● **Your assignment**:
Among the records below, determine how many lines have the word "warn" in them; output only the number.

● **Excerpted data**:
================================

//! # Factory - Building the WOM From an AST
//!
//! One pass over the page content creates a WOM node for every AST node that
//! has a WOM counterpart, wiring it to that node. Native syntax becomes a
//! native element, recognized XML elements become generic elements, and
//! their XML attributes are adopted into the attribute store as they are,
//! without verification, since the AST is the source of truth.
//!
//! Some AST nodes deliberately get no WOM node:
//!
//! - links with unparsable targets and image links are logged and skipped,
//! - category links are collected and, once the walk is done, merged into
//!   one category element per case-insensitive name.
//!
//! The factory does not enforce content models: whatever the parser accepted
//! is represented as is.

use log::{debug, trace, warn};
use wikiwom_config::{LinkTargetType, WikiConfig};
use wikiwom_syntax::{Ast, NodeId, NodeKind, parse};

use crate::document::{ElementRepr, WomDocument, WomId, WomKind};
use crate::error::{Result, WomError};
use crate::toolbox;

/// Treatment of XML elements without a WOM type.
#[derive(Debug, Clone, Copy, Default, PartialEq, Eq)]
pub enum UnsupportedElements {
    /// Fail the build with [`WomError::UnsupportedElement`].
    #[default]
    Fail,
    /// Keep the element as an opaque leaf that prints unchanged.
    Preserve,
}

#[derive(Debug, Clone, Default)]
pub struct BuildOptions {
    pub unsupported_elements: UnsupportedElements,
}

impl WomDocument {
    /// Parse wikitext and build its WOM.
    pub fn parse(text: &str, config: WikiConfig, title: &str) -> Result<Self> {
        Self::from_ast(parse(text), config, title)
    }

    pub fn from_ast(ast: Ast, config: WikiConfig, title: &str) -> Result<Self> {
        Self::from_ast_with(ast, config, title, &BuildOptions::default())
    }

    pub fn from_ast_with(
        ast: Ast,
        config: WikiConfig,
        title: &str,
        options: &BuildOptions,
    ) -> Result<Self> {
        let mut doc = Self::with_ast(ast, config, title)?;
        let content = doc.ast.page_content();
        let body = doc.body;

        let mut factory = Factory {
            doc: &mut doc,
            options,
            pending: Vec::new(),
        };
        factory.children(body, content)?;

        let pending = std::mem::take(&mut factory.pending);
        for link in pending {
            doc.register_category_link(&link.name, link.container, link.link)?;
        }
        debug!(
            "Built WOM with {} nodes and {} categories",
            doc.nodes.len(),
            doc.categories.len()
        );
        Ok(doc)
    }
}

struct PendingCategory {
    name: String,
    container: NodeId,
    link: NodeId,
}

struct Factory<'a> {
    doc: &'a mut WomDocument,
    options: &'a BuildOptions,
    pending: Vec<PendingCategory>,
}

impl Factory<'_> {
    fn children(&mut self, parent: WomId, container: NodeId) -> Result<()> {
        let items = self.doc.ast.list(container)?.to_vec();
        for item in items {
            if let Some(child) = self.node(item, container)? {
                self.doc.node_mut(child)?.parent = Some(parent);
                self.doc.node_mut(parent)?.children.push(child);
            }
        }
        Ok(())
    }

    fn node(&mut self, node: NodeId, container: NodeId) -> Result<Option<WomId>> {
        let kind = self.doc.ast.kind(node)?.clone();
        trace!("Building WOM node for {} {node}", kind.name());
        let native = Some(ElementRepr::Native(node));
        let id = match kind {
            NodeKind::Text(_)
            | NodeKind::Newline(_)
            | NodeKind::XmlCharRef(_)
            | NodeKind::XmlEntityRef { .. } => self.doc.alloc(WomKind::Text, native),
            NodeKind::XmlComment(_) => self.doc.alloc(WomKind::Comment, native),
            NodeKind::HorizontalRule => self.doc.alloc(WomKind::HorizontalRule, native),
            NodeKind::Paragraph { content } => self.element(WomKind::Paragraph, native, content)?,
            NodeKind::Bold { content } => self.element(WomKind::Bold, native, content)?,
            NodeKind::Italics { content } => self.element(WomKind::Italics, native, content)?,
            NodeKind::InternalLink { target, title } => {
                return self.link(node, container, &target, title);
            }
            NodeKind::XmlElement {
                name,
                attributes,
                body,
                ..
            } => return self.xml_element(node, &name, attributes, body),
            NodeKind::Page { .. } | NodeKind::List(_) | NodeKind::XmlAttribute { .. } => {
                return Err(WomError::invariant(format!(
                    "unexpected {} node {node} in content",
                    kind.name()
                )));
            }
        };
        Ok(Some(id))
    }

    fn element(
        &mut self,
        kind: WomKind,
        repr: Option<ElementRepr>,
        content: NodeId,
    ) -> Result<WomId> {
        let id = self.doc.alloc(kind, repr);
        self.children(id, content)?;
        Ok(id)
    }

    fn link(
        &mut self,
        node: NodeId,
        container: NodeId,
        target: &str,
        title: NodeId,
    ) -> Result<Option<WomId>> {
        let parsed = match self.doc.config.parse_target(target) {
            Ok(parsed) => parsed,
            Err(err) => {
                warn!("Skipping link {node}: {err}");
                return Ok(None);
            }
        };
        if self.doc.config.is_category(&parsed) {
            self.pending.push(PendingCategory {
                name: parsed.title,
                container,
                link: node,
            });
            return Ok(None);
        }
        if self.doc.config.classify(&parsed) == LinkTargetType::Image {
            warn!("Skipping image link {node} to `{target}`");
            return Ok(None);
        }

        let id = self.element(WomKind::PageLink, Some(ElementRepr::Native(node)), title)?;
        self.doc.set_attribute_unchecked(id, "target", target.trim())?;
        Ok(Some(id))
    }

    fn xml_element(
        &mut self,
        node: NodeId,
        name: &str,
        attributes: NodeId,
        body: NodeId,
    ) -> Result<Option<WomId>> {
        let kind = match name.to_ascii_lowercase().as_str() {
            "p" => WomKind::Paragraph,
            "hr" => WomKind::HorizontalRule,
            "b" => WomKind::Bold,
            "i" => WomKind::Italics,
            "div" => WomKind::Div,
            _ => return self.opaque(node, name),
        };

        let id = self.doc.alloc(kind, Some(ElementRepr::Generic(node)));
        for attr in self.doc.ast.list(attributes)?.to_vec() {
            let NodeKind::XmlAttribute {
                name,
                has_value,
                value,
            } = self.doc.ast.kind(attr)?.clone()
            else {
                return Err(WomError::invariant(format!(
                    "attribute list of {node} holds a non-attribute"
                )));
            };
            let text = if has_value {
                toolbox::to_text(&self.doc.ast, value)?
            } else {
                name.clone()
            };
            self.doc.adopt_attribute(id, &name, &text, attr)?;
        }
        self.children(id, body)?;
        Ok(Some(id))
    }

    fn opaque(&mut self, node: NodeId, name: &str) -> Result<Option<WomId>> {
        if self.options.unsupported_elements == UnsupportedElements::Fail {
            return Err(WomError::UnsupportedElement {
                node,
                name: name.to_string(),
            });
        }
        debug!("Preserving unsupported element <{name}> {node}");

        for inner in self.doc.ast.descendants(node)? {
            let Some(category) = self.doc.link_category_name(inner)? else {
                continue;
            };
            let container = self.doc.ast.find_container(node, inner)?.ok_or_else(|| {
                WomError::invariant(format!("category link {inner} has no container"))
            })?;
            self.pending.push(PendingCategory {
                name: category,
                container,
                link: inner,
            });
        }
        Ok(Some(
            self.doc
                .alloc(WomKind::Opaque, Some(ElementRepr::Generic(node))),
        ))
    }
}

================================

● **Expected answer**:
3